Insight

Clinton’s Generic Drug Price Control Proposal

Today Hillary Clinton’s campaign introduced a new plan targeting generic drug manufacturers, like those in the news recently, who have become increasingly unpopular for raising the price of generic drugs.[1] The plan is extreme, necessitates high levels of congressional cooperation to achieve legality, and will likely have a chilling effect on future brand name and generic drug manufacturers contemplating entering the market.

Clinton’s plan begins with assembling a convention of representatives from various federal agencies who will be tasked with determining when a price increase for ‘long-available treatments’ is unreasonable (what is ‘unreasonable’ is undefined). If this unelected group does determine the price is unreasonable, they will have unprecedented powers to lower the cost of the drug.

The group would be given the authority to incentivize new manufacturers to enter the market by having the federal government directly purchase the drug in question and then distribute it to patients at a more reasonable price. This type of action should require an act of Congress to authorize the spending and the agency’s powers to manipulate an entire market, though getting this type of legislation passed would be extremely difficult.

There are no details available about how Clinton proposes to accelerate the Food and Drug Administration’s (FDA) approval process, which is the primary obstacle generic manufacturers currently face when attempting to offer new competition, nor is there detail about how long the administration would continue its ‘direct intervention’ in the market once more competition has been introduced.

Clinton’s plan would also call for allowing ‘emergency importation’ of generic and alternative competitors from other countries with high, reliable safety standards. This action would also require a politically difficult amendment to the Food, Drug and Cosmetics Act (FDCA) – one which many patient advocates have been attempting to have passed for years.

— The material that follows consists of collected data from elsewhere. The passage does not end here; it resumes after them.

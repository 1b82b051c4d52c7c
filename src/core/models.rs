//! Core data models for transcripts.

use serde::Serialize;

use crate::core::encoding::Encoding;

/// A decoded chat transcript.
///
/// Line endings are normalised to `\n` on construction, so `\r\n` and lone
/// `\r` exports behave the same way downstream.
#[derive(Debug, Clone, PartialEq, Eq)]
pub struct Transcript {
    text: String,
    encoding: Encoding,
}

impl Transcript {
    /// Wraps decoded text, normalising its line endings.
    pub fn new(text: impl Into<String>, encoding: Encoding) -> Self {
        let text = text.into();
        let text = if text.contains('\r') {
            text.replace("\r\n", "\n").replace('\r', "\n")
        } else {
            text
        };
        Self { text, encoding }
    }

    /// The full transcript text.
    pub fn text(&self) -> &str {
        &self.text
    }

    /// The encoding that decoded this transcript.
    pub fn encoding(&self) -> Encoding {
        self.encoding
    }

    /// Lines with their trailing `\n` kept.
    pub fn lines(&self) -> impl Iterator<Item = &str> {
        self.text.split_inclusive('\n')
    }

    pub fn line_count(&self) -> usize {
        self.lines().count()
    }

    pub fn into_text(self) -> String {
        self.text
    }
}

/// The subsequence of transcript lines that fall inside a date range.
///
/// Lines are kept verbatim, including their trailing newline. Produced by
/// [`filter_transcript`](crate::core::filter::filter_transcript) and never
/// empty.
#[derive(Debug, Clone, PartialEq, Eq, Serialize)]
#[serde(transparent)]
pub struct FilteredTranscript {
    text: String,
}

impl FilteredTranscript {
    pub(crate) fn new(text: String) -> Self {
        Self { text }
    }

    pub fn as_str(&self) -> &str {
        &self.text
    }

    /// Lines with their trailing `\n` kept.
    pub fn lines(&self) -> impl Iterator<Item = &str> {
        self.text.split_inclusive('\n')
    }

    pub fn line_count(&self) -> usize {
        self.lines().count()
    }

    pub fn into_string(self) -> String {
        self.text
    }
}

impl AsRef<str> for FilteredTranscript {
    fn as_ref(&self) -> &str {
        &self.text
    }
}

impl std::fmt::Display for FilteredTranscript {
    fn fmt(&self, f: &mut std::fmt::Formatter<'_>) -> std::fmt::Result {
        f.write_str(&self.text)
    }
}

Allowing for the importation of foreign generics of any off-patent drugs, regardless of their price, from developed countries with reliable safety standards may help reduce the risk of drug shortages and encourage drug developers to focus more on developing innovative drugs.

Finally, Clinton has suggested imposing financial penalties on generic manufacturers, including fines or mandatory rebates paid out to the drug purchasers. Revenue from these fines will be used by the government to purchase drugs from other manufacturers as discussed earlier. This system is modeled on the disastrous Medicaid Drug Rebate Program, which has significant negative outcomes, not least of which was the 340B Drug Program.

The most likely outcomes of Clinton’s new policy will be that generic drug manufacturing will be a riskier venture for investors, and the potential value of these companies will fall domestically. This could very well exacerbate the problems we already face while further inserting the federal government into drug pricing. There is also no guarantee that the price controls utilized in this plan would not eventually be expanded to innovator drugs, which Clinton’s larger health plan contemplates.[2] This plan would be a significant foray into government price-setting in the pharmaceutical industry.